Restate the last part of the records below word for word, beginning at the line with "let mut file" and ending at the final line.
*** INPUT MATERIAL Section Begins ***
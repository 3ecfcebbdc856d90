//! Audit records and the sink contract used by callers that keep an audit trail.
//!
//! The core operations never write audit records themselves; binaries build an
//! [`AuditRecord`] from an outcome and hand it to whichever [`AuditSink`] they
//! were configured with.

use std::fs::{File, OpenOptions};
use std::io::Write;
use std::path::{Path, PathBuf};
use std::sync::Mutex;

use chrono::{DateTime, Utc};
use serde::{Deserialize, Serialize};
use uuid::Uuid;

use crate::drafts::Draft;
use crate::negotiator::{Decision, Opinion};
use crate::selector::Selection;

/// A single auditable outcome.
#[derive(Debug, Clone, PartialEq, Serialize, Deserialize)]
#[serde(tag = "kind", rename_all = "snake_case")]
pub enum AuditRecord {
    Selection {
        at: DateTime<Utc>,
        task: String,
        registry_digest: String,
        candidates: Vec<Selection>,
    },
    Arbitration {
        at: DateTime<Utc>,
        threshold: f64,
        opinions: Vec<Opinion>,
        decision: Decision,
    },
    DraftProposed {
        at: DateTime<Utc>,
        draft_id: Uuid,
        original: String,
        proposed_priority: u8,
        proposed_version: String,
    },
}

impl AuditRecord {
    pub fn draft_proposed(draft: &Draft) -> Self {
        AuditRecord::DraftProposed {
            at: draft.meta.created_at,
            draft_id: draft.id,
            original: draft.original.clone(),
            proposed_priority: draft.proposal.priority().get(),
            proposed_version: draft.proposal.version.clone(),
        }
    }
}

#[derive(Debug, thiserror::Error)]
pub enum AuditError {
    #[error("audit io error")]
    Io(#[from] std::io::Error),

    #[error("audit serialization error")]
    Serialization(#[from] serde_json::Error),

    #[error("audit sink lock poisoned")]
    Poisoned,
}

pub type AuditResult<T> = std::result::Result<T, AuditError>;

/// Destination for audit records.
pub trait AuditSink: Send + Sync {
    fn record(&self, record: &AuditRecord) -> AuditResult<()>;
}

/// Appends one JSON object per line to a file.
pub struct JsonlAuditSink {
    path: PathBuf,
    file: Mutex<File>,
}

impl JsonlAuditSink {
    /// Open `path` for appending, creating it (and parent dirs) if needed.
    pub fn open(path: impl AsRef<Path>) -> AuditResult<Self> {
        let path = path.as_ref().to_path_buf();
        if let Some(parent) = path.parent().filter(|p| !p.as_os_str().is_empty()) {
            std::fs::create_dir_all(parent)?;
        }
        let file = OpenOptions::new().create(true).append(true).open(&path)?;
        Ok(Self {
            path,
            file: Mutex::new(file),
        })
    }

    pub fn path(&self) -> &Path {
        &self.path
    }
}

impl AuditSink for JsonlAuditSink {
    fn record(&self, record: &AuditRecord) -> AuditResult<()> {
        let mut line = serde_json::to_vec(record)?;
        line.push(b'\n');
        let mut file = self.file.lock().map_err(|_| AuditError::Poisoned)?;
        file.write_all(&line)?;
        file.flush()?;
        Ok(())
    }
}

/// Forwards records to `tracing` at `info!` level.
#[derive(Debug, Default, Clone, Copy)]
pub struct TracingAuditSink;

impl AuditSink for TracingAuditSink {
    fn record(&self, record: &AuditRecord) -> AuditResult<()> {
        let json = serde_json::to_string(record)?;
        tracing::info!(event = "audit.record", record = %json);
        Ok(())
    }
}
*** INPUT MATERIAL Section Ends ***
== TASK RESULT ==
        let mut file = self.file.lock().map_err(|_| AuditError::Poisoned)?;
        file.write_all(&line)?;
        file.flush()?;
        Ok(())
    }
}

/// Forwards records to `tracing` at `info!` level.
#[derive(Debug, Default, Clone, Copy)]
pub struct TracingAuditSink;

impl AuditSink for TracingAuditSink {
    fn record(&self, record: &AuditRecord) -> AuditResult<()> {
        let json = serde_json::to_string(record)?;
        tracing::info!(event = "audit.record", record = %json);
        Ok(())
    }
}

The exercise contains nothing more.